» Exercise
In the data below, the answer is the run of lines from the line containing "use std::sync::Arc;" through the line containing "count stays exact.", both included; print it exactly and nothing else.

---*---

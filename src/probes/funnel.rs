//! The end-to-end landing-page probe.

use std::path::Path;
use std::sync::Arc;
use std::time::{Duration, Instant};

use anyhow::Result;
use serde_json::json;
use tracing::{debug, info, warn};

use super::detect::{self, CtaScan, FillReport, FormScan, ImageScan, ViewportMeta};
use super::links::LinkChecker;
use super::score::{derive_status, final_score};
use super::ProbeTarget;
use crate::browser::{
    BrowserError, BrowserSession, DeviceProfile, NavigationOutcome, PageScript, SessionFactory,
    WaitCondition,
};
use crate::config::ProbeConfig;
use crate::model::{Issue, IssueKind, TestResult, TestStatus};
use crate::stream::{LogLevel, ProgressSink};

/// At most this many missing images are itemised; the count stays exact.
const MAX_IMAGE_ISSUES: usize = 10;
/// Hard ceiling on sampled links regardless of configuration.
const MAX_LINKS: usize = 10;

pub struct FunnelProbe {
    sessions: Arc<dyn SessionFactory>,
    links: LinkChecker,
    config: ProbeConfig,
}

---*---

» Completed task
use std::sync::Arc;
use std::time::{Duration, Instant};

use anyhow::Result;
use serde_json::json;
use tracing::{debug, info, warn};

use super::detect::{self, CtaScan, FillReport, FormScan, ImageScan, ViewportMeta};
use super::links::LinkChecker;
use super::score::{derive_status, final_score};
use super::ProbeTarget;
use crate::browser::{
    BrowserError, BrowserSession, DeviceProfile, NavigationOutcome, PageScript, SessionFactory,
    WaitCondition,
};
use crate::config::ProbeConfig;
use crate::model::{Issue, IssueKind, TestResult, TestStatus};
use crate::stream::{LogLevel, ProgressSink};

/// At most this many missing images are itemised; the count stays exact.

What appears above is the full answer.